While large-scale Transformer-based LMs demonstrate impressive text generation capabilities, users cannot easily control particular aspects of the generated text. Keskar et al. (Reference Keskar, McCann, Varshney, Xiong and Socher2019) proposed CTRL, a conditional Transformer LM conditioned on control codes that influence the style and content. Control codes indicate the domain of the data, such as Wikipedia, Amazon reviews and subreddits focusing on different topics. Keskar et al. (Reference Keskar, McCann, Varshney, Xiong and Socher2019) use naturally occurring words as control codes and prepend them to the raw text prompt. Formally, given a sequence of the form $x = (x_1,. .. , x_n)$ and a control code c, CTRL learns the conditional probability $p_{\theta}(x_i \vert x_{<i}, c)$ . By changing or mixing control codes, CTRL can generate novel text with very different style and content.

In this work, we use BART model architecture due to its flexibility as a seq2seq model and competitive performance on language generation tasks. We were also inspired by CTRL and applied a similar idea to generate slogans conditioned on additional attributes.

2.3 Truthfulness in language generation

While advanced seq2seq models can generate realistic text resembling human-written ones, they are usually optimised using a token-level cross-entropy loss. Researchers observed that a low training loss or a high ROUGE score do not guarantee the generated text is truthful with the source text (Cao et al. Reference Cao, Wei, Li and Li2018; Scialom et al. Reference Scialom, Lamprier, Piwowarski and Staiano2019). Following previous work, we define truthfulness as the generated text can be verified through the source text without any external knowledge.

We did not find any literature specifically addressing truthfulness in slogan generation. Most prior works investigated abstractive summarisation because (1) truthfulness is critical in the summarisation task, and (2) the abstractive nature encourages the model to pull information from different parts of the source document and fuse them. Therefore, abstractive models are more prone to hallucination compared to extractive models (Durmus et al. Reference Durmus, He and Diab2020). Slogan generation and abstractive summarisation are analogous in that both tasks aim to generate a concise output text from a longer source text. Like summarisation, slogan generation also requires the generated content to be truthful. A prospect may feel annoyed or even be harmed by false information in advertising messages.

Prior work focused mostly on devising new metrics to measure the truthfulness between the source and generated text. Textual entailment (aka. natural language inference) is closely related to truthfulness. If a generated sequence can be inferred from the source text, it is likely to be truthful. Researchers have used textual entailment to rerank the generated sequences (Falkeet al. Reference Falke, Ribeiro, Utama, Dagan and Gurevych2019; Maynez et al. Reference Maynez, Narayan, Bohnet and McDonald2020) or remove hallucination from the training dataset (Matsumaru et al. Reference Matsumaru, Takase and Okazaki2020). Pagnoni et al. (Reference Pagnoni, Balachandran and Tsvetkov2021) recently conducted a comprehensive benchmark on a large number of truthfulness evaluation metrics and concluded that entailment-based approaches yield the highest correlation with human judgement.
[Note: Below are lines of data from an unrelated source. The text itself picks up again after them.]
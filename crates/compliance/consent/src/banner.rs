use std::sync::Arc;

use tracing::{debug, info};

use crate::category::CategoryCatalog;
use crate::record::{ConsentPreferences, ConsentRecord};

/// Cookie banner with a customize modal.
///
/// The modal edits a draft record. Closing the modal keeps the draft; only
/// `save`, `accept_all` and `reject_all` produce preferences to persist, and
/// each of them dismisses the banner.
#[derive(Clone, Debug)]
pub struct CookieBanner {
    visible: bool,
    modal_open: bool,
    draft: ConsentRecord,
}

impl CookieBanner {
    pub fn new<I, K>(catalog: Arc<CategoryCatalog>, initial: I) -> Self
    where
        I: IntoIterator<Item = (K, bool)>,
        K: AsRef<str>,
    {
        Self {
            visible: true,
            modal_open: false,
            draft: ConsentRecord::new(catalog, initial),
        }
    }

    pub fn is_visible(&self) -> bool {
        self.visible
    }

    pub fn is_modal_open(&self) -> bool {
        self.modal_open
    }

    pub fn draft(&self) -> &ConsentRecord {
        &self.draft
    }

    /// "Customize" pressed.
    pub fn open_modal(&mut self) {
        if self.visible {
            self.modal_open = true;
        }
    }

    /// Backdrop click or Escape. The draft survives.
    pub fn close_modal(&mut self) {
        self.modal_open = false;
    }

    /// Edit one category in the draft. Required categories stay granted.
    pub fn set_preference(&mut self, id: &str, granted: bool) {
        if self.draft.set_consent(id, granted).is_none() {
            debug!(category = id, "Banner preference unchanged");
        }
    }

    /// Grant every optional category, persist and dismiss.
    ///
    /// `None` once the banner has been dismissed.
    pub fn accept_all(&mut self) -> Option<ConsentPreferences> {
        if !self.visible {
            return None;
        }
        let saved = self.draft.accept_all();
        self.dismiss();
        Some(saved)
    }

    /// Withdraw every optional category, persist and dismiss.
    pub fn reject_all(&mut self) -> Option<ConsentPreferences> {
        if !self.visible {
            return None;
        }
        let saved = self.draft.reject_all();
        self.dismiss();
        Some(saved)
    }

    /// Persist the draft as edited in the modal and dismiss.
    pub fn save(&mut self) -> Option<ConsentPreferences> {
        if !self.visible {
            return None;
        }
        let saved = self.draft.preferences().clone();
        self.dismiss();
        Some(saved)
    }

    fn dismiss(&mut self) {
        self.modal_open = false;
        self.visible = false;
        info!("Cookie banner dismissed");
    }
}

#[cfg(test)]
mod tests {
    use super::*;

    fn banner() -> CookieBanner {
        CookieBanner::new(
            Arc::new(CategoryCatalog::cookies()),
            [("analytics", true)],
        )
    }

    #[test]
    fn accept_all_grants_everything_and_dismisses() {
        let mut banner = banner();
        let saved = banner.accept_all().unwrap();
        assert!(saved.iter().all(|(_, granted)| granted));
        assert!(!banner.is_visible());
        assert!(banner.accept_all().is_none());
    }

    #[test]
    fn reject_all_keeps_only_necessary() {
        let mut banner = banner();
        let saved = banner.reject_all().unwrap();
        assert!(saved.get("necessary"));
        assert!(!saved.get("analytics"));
        assert!(!saved.get("marketing"));
    }

    #[test]
    fn closing_modal_keeps_draft() {
        let mut banner = banner();
        banner.open_modal();
        banner.set_preference("marketing", true);
        banner.set_preference("necessary", false);
        banner.close_modal();
        assert!(!banner.is_modal_open());
        assert!(banner.is_visible());

        banner.open_modal();
        let saved = banner.save().unwrap();
        assert!(saved.get("necessary"));
        assert!(saved.get("analytics"));
        assert!(saved.get("marketing"));
        assert!(!banner.is_modal_open());
        assert!(!banner.is_visible());
    }

    #[test]
    fn modal_does_not_open_once_dismissed() {
        let mut banner = banner();
        banner.reject_all();
        banner.open_modal();
        assert!(!banner.is_modal_open());
    }
}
Another direction is to extract and represent the fact explicitly using information extraction techniques. Goodrich et al. (Reference Goodrich, Rao, Liu and Saleh2019) and Zhu et al. (Reference Zhu, Hinthorn, Xu, Zeng, Zeng, Huang and Jiang2021) extracted relation tuples using OpenIE (Angeli et al. Reference Angeli, Premkumar and Manning2015), while Zhang et al. (Reference Zhang, Merck, Tsai, Manning and Langlotz2020b) used a domain-specific information extraction system for radiology reports. The truthfulness is then measured by calculating the overlap between the information extracted from the source and generated text.

In addition, researchers also employed QA-based approaches to measure the truthfulness of summaries. Eyal et al. (Reference Eyal, Baumel and Elhadad2019) generated slot-filling questions from the source document and measured how many of these questions can be answered from the generated summary. Scialomet al. (Reference Scialom, Lamprier, Piwowarski and Staiano2019) optimised towards a similar QA-based metric directly using RL and demonstrated that it generated summaries with better relevance. Conversely, Durmus et al. (Reference Durmus, He and Diab2020) and Wang et al. (Reference Wang, Cho and Lewis2020) generated natural language questions from the system-output summary using a seq2seq question generation model and verified if the answers obtained from the source document agree with the answers from the summary.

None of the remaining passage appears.